If we only have one disk, we will simply put on a disk and we will have a single disk stripe.

We can change ” pool-redeszone ” by the name we want to give the pool. We must also change the “sdb”, “sdc” and “sdd” that we have in our system, by the corresponding letter of each disk that we want to add. We can see all the connected disks with the command:

sudo fdisk -l

In case you want to configure a mirror with the same disks, we must add the «mirror» parameter, remaining as follows:

sudo zpool create pool-redeszone mirror /dev/sdb /dev/sdc /dev/sdd

If we want to configure a RAIDZ, it would be like this (minimum 3 disks are needed):

sudo zpool create pool-redeszone raidz /dev/sdb /dev/sdc /dev/sdd

If we want to configure a RAIDZ2, it would be like this (minimum 4 disks are needed):

sudo zpool create pool-redeszone raidz2 /dev/sdb /dev/sdc /dev/sdd /dev/sde

If we want to configure a RAIDZ3, it would be like this (minimum 5 disks are needed):

sudo zpool create pool-redeszone raidz3 /dev/sdb /dev/sdc /dev/sdd /dev/sde /dev/sdf

By default, Linux will mount the disk pool at the root of the / operating system, so if we want to access it and its data, we must go to the / pool-redeszone / directory.

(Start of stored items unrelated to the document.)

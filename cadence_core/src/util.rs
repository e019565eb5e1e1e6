//! Common time, statistics and tempo helpers for cadence_core.

/// Number of microseconds in one second.
pub const MICROS_PER_SEC: u64 = 1_000_000;
/// Number of milliseconds in one second.
pub const MILLIS_PER_SEC: u64 = 1_000;

/// Slowest tempo the scheduler will play.
pub const MIN_TEMPO_BPM: f64 = 10.0;
/// Fastest tempo the scheduler will play.
pub const MAX_TEMPO_BPM: f64 = 300.0;

/// Compute the period in microseconds for a given sampling rate in Hz.
/// - Clamps `hz` to at least 1 to avoid division by zero.
/// - Ensures result is at least 1 microsecond.
#[inline]
pub fn period_us(hz: u32) -> u64 {
    (MICROS_PER_SEC / u64::from(hz.max(1))).max(1)
}

/// Compute the period in milliseconds for a given sampling rate in Hz.
/// - Clamps `hz` to at least 1 to avoid division by zero.
/// - Ensures result is at least 1 millisecond.
#[inline]
pub fn period_ms(hz: u32) -> u64 {
    (MILLIS_PER_SEC / u64::from(hz.max(1))).max(1)
}

/// Clamp a requested tempo into the playable range. Non-finite requests map to the minimum.
#[inline]
pub fn clamp_tempo(bpm: f64) -> f64 {
    if bpm.is_nan() {
        return MIN_TEMPO_BPM;
    }
    bpm.clamp(MIN_TEMPO_BPM, MAX_TEMPO_BPM)
}

/// Beat interval in milliseconds for a tempo already inside the playable range.
#[inline]
pub fn beat_interval_ms(bpm: f64) -> f64 {
    60_000.0 / bpm
}

/// Single-pass mean and population standard deviation. Empty input yields `(0, 0)`.
pub fn mean_std(values: &[f64]) -> (f64, f64) {
    if values.is_empty() {
        return (0.0, 0.0);
    }
    let n = values.len() as f64;
    let (sum, sum_sq) = values
        .iter()
        .fold((0.0, 0.0), |(s, sq), v| (s + v, sq + v * v));
    let mean = sum / n;
    let var = (sum_sq / n - mean * mean).max(0.0);
    (mean, var.sqrt())
}

/// Median of a slice; averages the two middle values for even lengths.
pub fn median(values: &[f64]) -> Option<f64> {
    if values.is_empty() {
        return None;
    }
    let mut sorted = values.to_vec();
    sorted.sort_by(f64::total_cmp);
    let mid = sorted.len() / 2;
    if sorted.len().is_multiple_of(2) {
        Some((sorted[mid - 1] + sorted[mid]) / 2.0)
    } else {
        Some(sorted[mid])
    }
}
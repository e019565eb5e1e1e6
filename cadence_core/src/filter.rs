//! Two-stage moving-average band-pass for the gait band.
//!
//! Stage 1 smooths with a window of `round(fs / high_cut)` samples, stage 2
//! smooths the stage-1 output with `round(fs / low_cut)` samples to obtain a
//! slow baseline, and the output is `input - baseline`.
//!
//! Windows are centred and shrink at the series edges (no wrap, no padding).
//! The resulting edge bias is a known approximation and is intentionally kept:
//! calibration coefficients are fitted against this exact response.

use crate::config::PositionProfile;

#[derive(Debug, Clone, Copy, PartialEq, Eq)]
pub struct BandPassFilter {
    low_pass_window: usize,
    baseline_window: usize,
}

impl BandPassFilter {
    pub fn new(sample_rate_hz: u32, profile: &PositionProfile) -> Self {
        let fs = f64::from(sample_rate_hz.max(1));
        Self {
            low_pass_window: window_for(fs, profile.high_cut_hz),
            baseline_window: window_for(fs, profile.low_cut_hz),
        }
    }

    pub fn low_pass_window(&self) -> usize {
        self.low_pass_window
    }

    pub fn baseline_window(&self) -> usize {
        self.baseline_window
    }

    /// Filter a magnitude series; the output has the same length and order.
    pub fn filter(&self, magnitudes: &[f64]) -> Vec<f64> {
        if magnitudes.is_empty() {
            return Vec::new();
        }
        let low = moving_average(magnitudes, self.low_pass_window);
        let baseline = moving_average(&low, self.baseline_window);
        magnitudes
            .iter()
            .zip(baseline.iter())
            .map(|(x, b)| x - b)
            .collect()
    }
}

fn window_for(fs: f64, cutoff_hz: f64) -> usize {
    if !(cutoff_hz.is_finite() && cutoff_hz > 0.0) {
        return 1;
    }
    ((fs / cutoff_hz).round() as usize).max(1)
}

/// Centred moving average; near the edges the window is truncated to the
/// samples that exist, and the mean is taken over that shorter span.
pub fn moving_average(values: &[f64], window: usize) -> Vec<f64> {
    let n = values.len();
    let window = window.max(1);
    if window == 1 || n == 0 {
        return values.to_vec();
    }
    let mut prefix = Vec::with_capacity(n + 1);
    prefix.push(0.0);
    let mut acc = 0.0;
    for v in values {
        acc += v;
        prefix.push(acc);
    }
    let before = window / 2;
    let after = window - 1 - before;
    (0..n)
        .map(|i| {
            let lo = i.saturating_sub(before);
            let hi = (i + after).min(n - 1);
            (prefix[hi + 1] - prefix[lo]) / (hi + 1 - lo) as f64
        })
        .collect()
}

#[cfg(test)]
mod tests {
    use super::*;
    use crate::config::SensorPosition;

    #[test]
    fn windows_follow_profile() {
        let waist = BandPassFilter::new(50, &SensorPosition::Waist.profile());
        assert_eq!(waist.low_pass_window(), 17);
        assert_eq!(waist.baseline_window(), 100);
        let ankle = BandPassFilter::new(50, &SensorPosition::Ankle.profile());
        assert_eq!(ankle.low_pass_window(), 13);
    }

    #[test]
    fn moving_average_shrinks_at_edges() {
        let out = moving_average(&[1.0, 2.0, 3.0, 4.0, 5.0], 3);
        assert_eq!(out, vec![1.5, 2.0, 3.0, 4.0, 4.5]);
    }

    #[test]
    fn constant_input_filters_to_zero() {
        let f = BandPassFilter::new(50, &SensorPosition::Waist.profile());
        let out = f.filter(&vec![9.81; 250]);
        assert_eq!(out.len(), 250);
        assert!(out.iter().all(|v| v.abs() < 1e-9));
    }

    #[test]
    fn gait_band_oscillation_survives() {
        let f = BandPassFilter::new(50, &SensorPosition::Waist.profile());
        let input: Vec<f64> = (0..400)
            .map(|i| 9.81 + (2.0 * std::f64::consts::PI * 1.8 * i as f64 / 50.0).sin())
            .collect();
        let out = f.filter(&input);
        let (mean, std) = crate::util::mean_std(&out[100..300]);
        assert!(mean.abs() < 0.1, "baseline not removed: {mean}");
        assert!(std > 0.5, "oscillation attenuated: {std}");
    }
}
//! Beat timing capture and jitter classification.

use std::time::Duration;

use crate::config::PrecisionMode;

/// Beats later than this count as delayed.
pub const DELAYED_THRESHOLD_MS: f64 = 20.0;
pub const DIAGNOSTIC_BPM: f64 = 120.0;
pub const DIAGNOSTIC_DURATION: Duration = Duration::from_secs(5);

/// Scheduled vs actual fire time of one emitted beat, in ms since the engine started.
#[derive(Debug, Clone, Copy, PartialEq)]
pub struct BeatTiming {
    pub index: u64,
    pub scheduled_ms: f64,
    pub fired_ms: f64,
}

impl BeatTiming {
    /// Positive when late. The look-ahead mode may fire up to 1 ms early.
    pub fn delay_ms(&self) -> f64 {
        self.fired_ms - self.scheduled_ms
    }
}

/// Running counters over every beat the engine has emitted.
#[derive(Debug, Clone, Copy, Default, PartialEq)]
pub struct TimingStats {
    pub beats: u64,
    pub delayed: u64,
    pub total_delay_ms: f64,
    pub max_delay_ms: f64,
    pub playback_failures: u64,
    pub reinitialisations: u64,
}

impl TimingStats {
    pub fn record(&mut self, t: &BeatTiming) {
        let delay = t.delay_ms();
        self.beats += 1;
        if delay > DELAYED_THRESHOLD_MS {
            self.delayed += 1;
        }
        self.total_delay_ms += delay;
        self.max_delay_ms = self.max_delay_ms.max(delay);
    }

    pub fn average_delay_ms(&self) -> f64 {
        if self.beats == 0 {
            0.0
        } else {
            self.total_delay_ms / self.beats as f64
        }
    }
}

#[derive(Debug, Clone, Copy, PartialEq, Eq)]
pub enum JitterRating {
    Excellent,
    Good,
    Acceptable,
    Poor,
}

impl JitterRating {
    /// Classify the standard deviation of beat delays.
    pub fn classify(jitter_std_ms: f64) -> Self {
        match jitter_std_ms {
            j if j < 5.0 => JitterRating::Excellent,
            j if j < 15.0 => JitterRating::Good,
            j if j < 30.0 => JitterRating::Acceptable,
            _ => JitterRating::Poor,
        }
    }

    pub fn as_str(self) -> &'static str {
        match self {
            JitterRating::Excellent => "excellent",
            JitterRating::Good => "good",
            JitterRating::Acceptable => "acceptable",
            JitterRating::Poor => "poor",
        }
    }
}

/// Outcome of a timing self-test.
#[derive(Debug, Clone, PartialEq)]
pub struct DiagnosticsReport {
    pub mode: PrecisionMode,
    pub bpm: f64,
    pub beats: usize,
    pub delayed: usize,
    pub average_delay_ms: f64,
    pub max_delay_ms: f64,
    pub jitter_std_ms: f64,
    pub rating: JitterRating,
}

impl DiagnosticsReport {
    pub fn from_timings(mode: PrecisionMode, bpm: f64, timings: &[BeatTiming]) -> Self {
        let delays: Vec<f64> = timings.iter().map(BeatTiming::delay_ms).collect();
        let (average_delay_ms, jitter_std_ms) = crate::util::mean_std(&delays);
        let max_delay_ms = delays.iter().copied().fold(0.0, f64::max);
        // No beats at all is a failed run, not a perfect one.
        let rating = if delays.is_empty() {
            JitterRating::Poor
        } else {
            JitterRating::classify(jitter_std_ms)
        };
        Self {
            mode,
            bpm,
            beats: delays.len(),
            delayed: delays.iter().filter(|d| **d > DELAYED_THRESHOLD_MS).count(),
            average_delay_ms,
            max_delay_ms,
            jitter_std_ms,
            rating,
        }
    }
}

#[cfg(test)]
mod tests {
    use super::*;

    fn timing(index: u64, scheduled_ms: f64, fired_ms: f64) -> BeatTiming {
        BeatTiming {
            index,
            scheduled_ms,
            fired_ms,
        }
    }

    #[test]
    fn stats_count_delayed_beats() {
        let mut s = TimingStats::default();
        s.record(&timing(0, 0.0, 1.0));
        s.record(&timing(1, 500.0, 525.0));
        s.record(&timing(2, 1000.0, 1004.0));
        assert_eq!(s.beats, 3);
        assert_eq!(s.delayed, 1);
        assert!((s.average_delay_ms() - 10.0).abs() < 1e-9);
        assert_eq!(s.max_delay_ms, 25.0);
    }

    #[test]
    fn report_of_steady_run_is_excellent() {
        let timings: Vec<_> = (0..10)
            .map(|i| timing(i, i as f64 * 500.0, i as f64 * 500.0 + 2.0))
            .collect();
        let r = DiagnosticsReport::from_timings(PrecisionMode::Synthesized, 120.0, &timings);
        assert_eq!(r.beats, 10);
        assert!(r.jitter_std_ms < 1e-9);
        assert_eq!(r.rating, JitterRating::Excellent);
    }

    #[test]
    fn empty_run_is_poor() {
        let r = DiagnosticsReport::from_timings(PrecisionMode::Basic, 120.0, &[]);
        assert_eq!(r.rating, JitterRating::Poor);
        assert_eq!(r.beats, 0);
    }
}
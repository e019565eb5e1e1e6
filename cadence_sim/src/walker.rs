//! Synthetic 3-axis accelerometer for a person walking at a settable cadence.
//!
//! Vertical acceleration carries one peak per step plus a weaker second
//! harmonic; the lateral axis sways at half the step rate. Samples are
//! generated on a fixed `1 / sample_rate_hz` grid by index, independent of
//! how fast the caller reads, so the signal stays continuous under any clock.

use std::f64::consts::TAU;
use std::sync::Arc;
use std::sync::atomic::{AtomicU32, AtomicU64, Ordering};

use cadence_traits::{AccelReading, Accelerometer};

use crate::SimError;

pub const GRAVITY: f64 = 9.81;

/// Shared cadence knob; clones control the same walker.
#[derive(Debug, Clone, Default)]
pub struct CadenceHandle(Arc<AtomicU64>);

impl CadenceHandle {
    /// Steps per minute; 0 or less means standing still.
    pub fn set(&self, bpm: f64) {
        self.0.store(bpm.to_bits(), Ordering::Relaxed);
    }

    pub fn get(&self) -> f64 {
        f64::from_bits(self.0.load(Ordering::Relaxed))
    }
}

/// Tiny xorshift PRNG; deterministic per seed.
#[derive(Debug, Clone)]
pub struct XorShift(u32);

impl XorShift {
    pub fn new(seed: u32) -> Self {
        Self(seed.max(1))
    }

    /// Uniform in [-1, 1).
    pub fn next_signed(&mut self) -> f64 {
        let mut x = self.0;
        x ^= x << 13;
        x ^= x >> 17;
        x ^= x << 5;
        self.0 = x;
        f64::from(x) / (f64::from(u32::MAX) + 1.0) * 2.0 - 1.0
    }
}

pub struct SimulatedWalker {
    cadence: CadenceHandle,
    sample_rate_hz: u32,
    amplitude: f64,
    noise: f64,
    rng: XorShift,
    index: u64,
    phase: f64,
    fail_reads: Arc<AtomicU32>,
}

impl SimulatedWalker {
    pub fn new(sample_rate_hz: u32) -> Self {
        Self {
            cadence: CadenceHandle::default(),
            sample_rate_hz: sample_rate_hz.max(1),
            amplitude: 1.5,
            noise: 0.05,
            rng: XorShift::new(0x5eed),
            index: 0,
            phase: 0.0,
            fail_reads: Arc::new(AtomicU32::new(0)),
        }
    }

    pub fn with_cadence(self, bpm: f64) -> Self {
        self.cadence.set(bpm);
        self
    }

    /// Peak vertical acceleration above gravity (m/s²).
    pub fn with_amplitude(mut self, amplitude: f64) -> Self {
        self.amplitude = amplitude;
        self
    }

    /// Peak of the uniform noise added to every axis (m/s²).
    pub fn with_noise(mut self, noise: f64) -> Self {
        self.noise = noise;
        self
    }

    pub fn with_seed(mut self, seed: u32) -> Self {
        self.rng = XorShift::new(seed);
        self
    }

    pub fn cadence_handle(&self) -> CadenceHandle {
        self.cadence.clone()
    }

    /// Make the next `n` reads time out.
    pub fn fail_next_reads(&self, n: u32) {
        self.fail_reads.store(n, Ordering::Relaxed);
    }

    /// Next sample on the grid, without failure injection.
    pub fn next_reading(&mut self) -> AccelReading {
        let fs = f64::from(self.sample_rate_hz);
        let timestamp_ms = self.index * 1_000 / u64::from(self.sample_rate_hz);
        self.index += 1;

        let bpm = self.cadence.get();
        let (mut x, mut y, mut z) = (0.0, 0.0, GRAVITY);
        if bpm > 0.0 {
            self.phase = (self.phase + TAU * (bpm / 60.0) / fs) % TAU;
            let p = self.phase;
            z += self.amplitude * (p.sin() + 0.25 * (2.0 * p).sin());
            x += 0.3 * self.amplitude * (0.5 * p).sin();
            y += 0.1 * self.amplitude * p.cos();
        }
        x += self.noise * self.rng.next_signed();
        y += self.noise * self.rng.next_signed();
        z += self.noise * self.rng.next_signed();
        AccelReading {
            timestamp_ms,
            x,
            y,
            z,
        }
    }
}

impl Accelerometer for SimulatedWalker {
    fn read(
        &mut self,
        _timeout: std::time::Duration,
    ) -> Result<AccelReading, Box<dyn std::error::Error + Send + Sync>> {
        let pending = self.fail_reads.load(Ordering::Relaxed);
        if pending > 0 {
            self.fail_reads.store(pending - 1, Ordering::Relaxed);
            return Err(Box::new(SimError::Timeout));
        }
        Ok(self.next_reading())
    }
}
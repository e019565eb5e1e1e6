//! Long-running routines over a `CadenceSession`.

use std::sync::atomic::{AtomicBool, Ordering};
use std::time::Duration;

use eyre::WrapErr;

use crate::calibration::CalibrationResult;
use crate::error::Result;
use crate::session::CadenceSession;
use crate::tracker::CycleReport;

/// How often routines drain the sampler.
pub const POLL_PERIOD: Duration = Duration::from_millis(20);

/// Reference tempos and how long to capture each one.
#[derive(Debug, Clone, PartialEq)]
pub struct CalibrationPlan {
    pub reference_bpms: Vec<f64>,
    pub per_tempo: Duration,
}

impl Default for CalibrationPlan {
    fn default() -> Self {
        Self {
            reference_bpms: crate::calibration::SEED_TARGETS.to_vec(),
            per_tempo: Duration::from_secs(30),
        }
    }
}

/// Play each reference tempo while capturing cadence, then fit.
///
/// `on_tempo` runs right after the scheduler switches tempo; the simulated
/// walker uses it to follow the beat. Sensing is started if needed and left
/// running. The scheduler is stopped when the routine ends or fails.
pub fn run_calibration(
    session: &mut CadenceSession,
    plan: &CalibrationPlan,
    abort: &AtomicBool,
    mut on_tempo: impl FnMut(f64),
) -> Result<Vec<CalibrationResult>> {
    session.start_sensing()?;
    let mut results = Vec::with_capacity(plan.reference_bpms.len());
    for &bpm in &plan.reference_bpms {
        if abort.load(Ordering::Relaxed) {
            tracing::warn!("calibration routine aborted");
            break;
        }
        if let Err(e) = session.scheduler_mut().start(bpm) {
            session.scheduler_mut().stop();
            return Err(e).wrap_err_with(|| format!("playing reference tempo {bpm} BPM"));
        }
        on_tempo(session.scheduler().tempo());
        session.monitor_mut().start_calibration(bpm);
        tracing::info!(
            target_bpm = bpm,
            seconds = plan.per_tempo.as_secs_f64(),
            "capturing reference tempo"
        );

        pump(session, plan.per_tempo, abort, |_| {});

        if let Some(result) = session.monitor_mut().stop_calibration() {
            results.push(result);
        }
    }
    session.scheduler_mut().stop();
    Ok(results)
}

/// Run the sensing pipeline for `duration` (or until `abort`), handing every
/// completed cycle to `on_cycle`.
pub fn run_tracking(
    session: &mut CadenceSession,
    duration: Duration,
    abort: &AtomicBool,
    on_cycle: impl FnMut(&CycleReport),
) -> Result<()> {
    session.start_sensing()?;
    pump(session, duration, abort, on_cycle);
    Ok(())
}

fn pump(
    session: &mut CadenceSession,
    duration: Duration,
    abort: &AtomicBool,
    mut on_cycle: impl FnMut(&CycleReport),
) {
    let clock = session.clock().clone();
    let start = clock.now();
    let limit_ms = duration.as_secs_f64() * 1_000.0;
    while clock.elapsed_ms(start) < limit_ms && !abort.load(Ordering::Relaxed) {
        for report in session.poll() {
            on_cycle(&report);
        }
        clock.sleep(POLL_PERIOD);
    }
    for report in session.poll() {
        on_cycle(&report);
    }
}
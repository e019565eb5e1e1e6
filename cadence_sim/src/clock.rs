use std::time::{Duration, Instant};

use cadence_traits::Clock;

/// Real clock running `factor` times faster: sleeps are shortened and elapsed
/// time is stretched by the same factor. Lets long sessions run in seconds
/// while keeping threads genuinely concurrent.
#[derive(Debug, Clone, Copy)]
pub struct AcceleratedClock {
    origin: Instant,
    factor: f64,
}

impl AcceleratedClock {
    pub fn new(factor: f64) -> Self {
        Self {
            origin: Instant::now(),
            factor: if factor.is_finite() && factor > 0.0 {
                factor
            } else {
                1.0
            },
        }
    }

    pub fn factor(&self) -> f64 {
        self.factor
    }
}

impl Clock for AcceleratedClock {
    fn now(&self) -> Instant {
        let real = self.origin.elapsed();
        self.origin + real.mul_f64(self.factor)
    }

    fn sleep(&self, d: Duration) {
        let real = d.div_f64(self.factor);
        if !real.is_zero() {
            std::thread::sleep(real);
        }
    }
}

If we want to know the status of our disk pool , we can do it by typing in the terminal:

sudo zpool status

In case you want to add disks to the pool, you do it with the command:

sudo zpool add pool-redeszone /dev/sdx

And even destroy the pool (with the corresponding loss of all data) with the command:

sudo zpool destroy pool-redeszone

Other interesting options are ZFS snapshots, we can create a snapshot like this:

zfs snapshot pool-redeszone/datos@2020-05-22

And we could also delete the created snapshot in the following way:

zfs destroy pool-redeszone/datos@2020-05-22

As we can see, it is an advanced file system for advanced users, but once you learn the basic commands and how it works, its administration and maintenance is very easy. In case you want to add a disk for cache or for LOG as we have explained before, it could also be done, adding “cache” and “log” followed by the disks to choose. We recommend that you access the official website of OpenZFS where you will find a large series of resources to install and use this advanced file system.